Stage 6 wound its way above Finale, making a fitting end to the racing. This was the most extreme uphill riding you can imagine. There was the option to take either the blue, or black line though it didn’t really seem to matter which one you chose with each as hard as the other. I took the blue option, turned the first corner and stood in front of a never-ending rock garden. I’ll give you three guesses how I got up there. That’s right, I ended up pushing my way to the top in the setting sun, until the slope mellowed out a bit again. The last few meters, encouraged by onlookers, saw me back on the bike giving it my all. The riding was so hard that even among the pros, only Curtis Keene ‘trialled’ his way fluidly over the rocks. For us as spectators, an absolute treat to watch! Seeing how the pros rode, or even failed, the same track we had ridden was a great experience.
You can find the tracks for the E-EWS Testrace in Finale Ligure on our Strava account:
“The idea to create a pro-event that pushes the limits is right and important. It’s become clear that it’s easier to deal with motor tuning not just through improved controls, standards and technology, but also through the choice of route (either very steep up or very steep down). That’s resulted in quite a change in perception and even the UCI wants to hand out a rainbow jersey next year. Unfortunately their concept doesn’t sound quite complete yet.
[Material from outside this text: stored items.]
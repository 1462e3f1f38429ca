//! Solvability verification and recovery planning.
//!
//! [`SolvabilityGuarantee`] answers "can this board still be solved?" during
//! play. A known path that replays to a solved board answers with certainty;
//! otherwise a [`SolvabilityOracle`] decides. Results are cached by the
//! board's canonical key and every check feeds a small metrics window.

use std::{
    collections::VecDeque,
    num::NonZero,
    time::{Duration, Instant},
};

use hueflip_core::{Board, Position};

use crate::{LinearOracle, SolvabilityOracle, lru::LruCache};

/// How sure a [`Verification`] is.
#[derive(Debug, Clone, Copy, PartialEq, Eq, derive_more::Display, derive_more::IsVariant)]
pub enum Confidence {
    /// Proven by replaying a solution.
    #[display("certain")]
    Certain,
    /// Decided algebraically.
    #[display("probable")]
    Probable,
    /// The oracle failed; solvability is assumed.
    #[display("assumed")]
    Assumed,
}

/// How a [`Verification`] was reached.
#[derive(Debug, Clone, Copy, PartialEq, Eq, derive_more::Display)]
pub enum VerificationMethod {
    /// A known path was replayed.
    #[display("reverse-path")]
    ReversePath,
    /// The oracle was consulted.
    #[display("mathematical")]
    Mathematical,
}

/// Result of a solvability check.
#[derive(Debug, Clone, Copy, PartialEq, Eq)]
pub struct Verification {
    /// `true` if the board can be solved.
    pub solvable: bool,
    /// Confidence in `solvable`.
    pub confidence: Confidence,
    /// Method used.
    pub method: VerificationMethod,
    /// `true` if the result came from the cache.
    pub cached: bool,
}

/// A way back to a solvable board, in order of preference.
#[derive(Debug, Clone, Copy, PartialEq, Eq, derive_more::Display, derive_more::IsVariant)]
pub enum RecoveryStrategy {
    /// Restore the board as generated.
    #[display("revert to the original puzzle")]
    Revert,
    /// Generate a new puzzle for the same level.
    #[display("generate a new puzzle")]
    Regenerate,
    /// Show a move computed from the current board.
    #[display("show a hint")]
    Hint,
}

/// Tunables of [`SolvabilityGuarantee`].
#[derive(Debug, Clone, Copy, PartialEq, Eq)]
pub struct GuaranteeConfig {
    /// Maximum number of cached results.
    pub cache_capacity: NonZero<usize>,
    /// Number of recent checks kept for latency metrics.
    pub metrics_window: NonZero<usize>,
    /// Checks slower than this are logged.
    pub slow_check: Duration,
}

impl GuaranteeConfig {
    /// Default number of cached results.
    pub const DEFAULT_CACHE_CAPACITY: NonZero<usize> = NonZero::new(1000).unwrap();

    /// Default number of checks in the metrics window.
    pub const DEFAULT_METRICS_WINDOW: NonZero<usize> = NonZero::new(100).unwrap();
}
//! A grid together with everything needed to play it.

use serde::{Deserialize, Serialize};

use crate::{Grid, GridError, LockedMap, Position, PowerSet, effect};

/// Errors returned when board parts do not describe a playable board.
#[derive(
    Debug, Clone, PartialEq, Eq, derive_more::Display, derive_more::Error, derive_more::From,
)]
pub enum BoardError {
    /// Fewer than two colors.
    #[display("color count {color_count} is below 2")]
    #[from(ignore)]
    InvalidColorCount {
        /// Color count supplied.
        color_count: u8,
    },
    /// A cell color does not fit the color count.
    #[display("{_0}")]
    Grid(#[from] GridError),
    /// A power or locked tile lies outside the grid.
    #[display("special tile {pos} is outside the {size}x{size} grid")]
    #[from(ignore)]
    TileOutOfBounds {
        /// Offending tile.
        pos: Position,
        /// Grid side length.
        size: u8,
    },
}

/// A playable board: grid, color count, power tiles and locked tiles.
///
/// [`Board::click`] applies a complete player move: the click effect followed
/// by one decrement of every lock counter. Solvers and sessions share this
/// definition of a move so that a solution found by search replays exactly
/// during play.
#[derive(Debug, Clone, PartialEq, Eq, Hash, Serialize, Deserialize)]
#[serde(try_from = "BoardRepr")]
pub struct Board {
    grid: Grid,
    color_count: u8,
    power: PowerSet,
    locked: LockedMap,
}

impl Board {
    /// Creates a board without special tiles.
    ///
    /// # Panics
    ///
    /// Panics if `color_count` is below 2.
    #[must_use]
    pub fn new(grid: Grid, color_count: u8) -> Self {
        Self::with_tiles(grid, color_count, PowerSet::new(), LockedMap::new())
    }

    /// Creates a board with power and locked tiles.
    ///
    /// # Panics
    ///
    /// Panics if `color_count` is below 2.
    #[must_use]
    pub fn with_tiles(grid: Grid, color_count: u8, power: PowerSet, locked: LockedMap) -> Self {
        assert!(color_count >= 2, "Invalid color count: {color_count}");
        Self {
            grid,
            color_count,
            power,
            locked,
        }
    }

    /// Creates a board from untrusted parts, checking that it can be played.
    ///
    /// # Errors
    ///
    /// Returns [`BoardError`] if `color_count` is below 2, a cell color is not
    /// below `color_count`, or a special tile lies outside the grid.
    ///
    /// # Examples
    ///
    /// ```
    /// use hueflip_core::{Board, BoardError, Grid, LockedMap, PowerSet};
    ///
    /// let grid = Grid::from_rows(vec![vec![0, 2], vec![1, 0]])?;
    /// assert!(Board::try_new(grid.clone(), 3, PowerSet::new(), LockedMap::new()).is_ok());
    /// assert!(matches!(
    ///     Board::try_new(grid, 1, PowerSet::new(), LockedMap::new()),
    ///     Err(BoardError::InvalidColorCount { color_count: 1 })
    /// ));
    /// # Ok::<(), hueflip_core::GridError>(())
    /// ```
    pub fn try_new(
        grid: Grid,
        color_count: u8,
        power: PowerSet,
        locked: LockedMap,
    ) -> Result<Self, BoardError> {
        if color_count < 2 {
            return Err(BoardError::InvalidColorCount { color_count });
        }
        grid.check_colors(color_count)?;
        let size = grid.size();
        let outside = power
            .iter()
            .copied()
            .chain(locked.iter().map(|(pos, _)| pos))
            .find(|pos| !pos.is_within(size));
        if let Some(pos) = outside {
            return Err(BoardError::TileOutOfBounds { pos, size });
        }
        Ok(Self::with_tiles(grid, color_count, power, locked))
    }

    /// Returns the grid.
    #[must_use]
    pub fn grid(&self) -> &Grid {
        &self.grid
    }

    /// Returns the number of colors.
    #[must_use]
    pub fn color_count(&self) -> u8 {
        self.color_count
    }

    /// Returns the power tiles.
    #[must_use]
    pub fn power(&self) -> &PowerSet {
        &self.power
    }

    /// Returns the locked tiles.
    #[must_use]
    pub fn locked(&self) -> &LockedMap {
        &self.locked
    }

    /// Returns the grid side length.
    #[must_use]
    pub fn size(&self) -> u8 {
        self.grid.size()
    }

    /// Returns `true` if `pos` is inside the grid and not locked.
    #[must_use]
    pub fn can_click(&self, pos: Position) -> bool {
        self.grid.contains(pos) && !self.locked.is_locked(pos)
    }

    /// Applies the click effect at `pos` without touching lock counters.
    pub fn apply_effect(&mut self, pos: Position) {
        effect::apply_click_in_place(
            &mut self.grid,
            pos,
            self.color_count,
            self.power.contains(pos),
            &self.locked,
        );
    }

    /// Decrements every lock counter once, unlocking tiles that reach zero.
    pub fn decrement_locks(&mut self) {
        self.locked.decrement();
    }

    /// Plays one move: the click effect at `pos`, then one lock decrement.
    ///
    /// Returns `false` and leaves the board unchanged when `pos` cannot be
    /// clicked (out of bounds or locked).
    pub fn click(&mut self, pos: Position) -> bool {
        if !self.can_click(pos) {
            return false;
        }
        self.apply_effect(pos);
        self.decrement_locks();
        true
    }

    /// Returns a copy of the board after playing `pos`, or `None` if it cannot
    /// be clicked.
    #[must_use]
    pub fn clicked(&self, pos: Position) -> Option<Self> {
        let mut next = self.clone();
        next.click(pos).then_some(next)
    }

    /// Plays every move of `path` in order. Returns `false` as soon as a move
    /// cannot be played.
    pub fn play_all<'a>(&mut self, path: impl IntoIterator<Item = &'a Position>) -> bool {
        path.into_iter().all(|&pos| self.click(pos))
    }

    /// Returns `true` if every tile shows the same color.
    #[must_use]
    pub fn is_solved(&self) -> bool {
        effect::is_solved(&self.grid)
    }

    /// Returns the canonical encoding of color count, grid, power tiles and
    /// lock counters.
    #[must_use]
    pub fn canonical_key(&self) -> String {
        format!(
            "{}#{}|{}|{}",
            self.color_count,
            self.grid.canonical_key(),
            self.power.canonical_key(),
            self.locked.canonical_key()
        )
    }

    /// Splits the board into its parts.
    #[must_use]
    pub fn into_parts(self) -> (Grid, u8, PowerSet, LockedMap) {
        (self.grid, self.color_count, self.power, self.locked)
    }
}

#[derive(Deserialize)]
struct BoardRepr {
    grid: Grid,
    color_count: u8,
    #[serde(default)]
    power: PowerSet,
    #[serde(default)]
    locked: LockedMap,
}

impl TryFrom<BoardRepr> for Board {
    type Error = BoardError;

    fn try_from(repr: BoardRepr) -> Result<Self, Self::Error> {
        Self::try_new(repr.grid, repr.color_count, repr.power, repr.locked)
    }
}
//! Core data structures for the Hueflip puzzle engine.
//!
//! Hueflip is played on a square grid of colored tiles. Clicking a tile rotates
//! the color of that tile and its neighbors to the next color; the puzzle is
//! solved when every tile shows the same color.
//!
//! # Overview
//!
//! - [`position`]: click targets ([`Position`]), displayed as `"row-col"`.
//! - [`grid`]: the square color grid ([`Grid`]) and its validation.
//! - [`tiles`]: special tiles, power tiles ([`PowerSet`]) and locked tiles
//!   ([`LockedMap`]).
//! - [`effect`]: the click/effect model shared by generation, solving and play.
//! - [`board`]: a [`Board`] bundles a grid with its color count and special
//!   tiles, and applies complete player moves.
//!
//! # Examples
//!
//! ```
//! use hueflip_core::{Board, Grid, Position};
//!
//! let grid = Grid::from_rows(vec![vec![1, 0], vec![0, 0]])?;
//! let mut board = Board::new(grid, 2);
//!
//! board.click(Position::new(0, 0));
//! assert_eq!(board.grid().to_rows(), vec![vec![0, 1], vec![1, 0]]);
//! assert!(!board.is_solved());
//! # Ok::<(), hueflip_core::GridError>(())
//! ```

pub mod board;
pub mod effect;
pub mod grid;
pub mod position;
pub mod tiles;

pub use self::{
    board::{Board, BoardError},
    effect::{
        AffectedCells, affected_cells, apply_click, apply_click_in_place,
        apply_inverse_click_in_place, is_solved, next_color, previous_color,
    },
    grid::{Grid, GridError},
    position::{Position, PositionParseError},
    tiles::{LockedMap, PowerSet},
};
In contrast I think the EWS concept is very good. I had thought that with 20% uphill and 80% downhill riding, the uphill portion was a little limited. The combinations on the stages were very well judged though. The uphill stage was — as is to be expected — very technical, extremely difficult and absolutely perfect for the pros.
I think that the eMTB will be recognised as a challenging discipline, because that’s how it is! I was completely knackered after my day out. The opinions of the others I have spoken to were also very encouraging and people like Fabien Barel bring a very positive attitude. In addition, the industry will gain new ideas which will help with the development of E-Bikes.
I would be very pleased if the EWS organisers stick with this!” says Stefan Schlie, Bosch ambassador, Trials World Champion and uphill king. As an aside: Stefan rode together with Enrico Guala, 30 years ago in trials competitions.
Motor tuning is doping and cheating! One suggestion to prevent illegal motor tuning sounds very effective to us. A special “Black Box” will connect with the motor and transmit real-time data to the judges. This could show at what speeds the motor is still powered or whether the rider is accelerating under their own steam.
We’re very happy that the EWS is switching on to electricity. The test race has shown EWS grounder Chris Ball and his team, that the concept is possible. This will be racing at the highest level, whilst remaining a fun event focussed on rider’s abilities rather than the power of their motor.
The extreme uphills around Finale Ligure are quite something. Where lesser riders might despair, the pros will battle it out in grand fashion.
We’ll be at the start of this race. Will you?
Would you back yourself to race this kind of event, or would you prefer to be a spectator?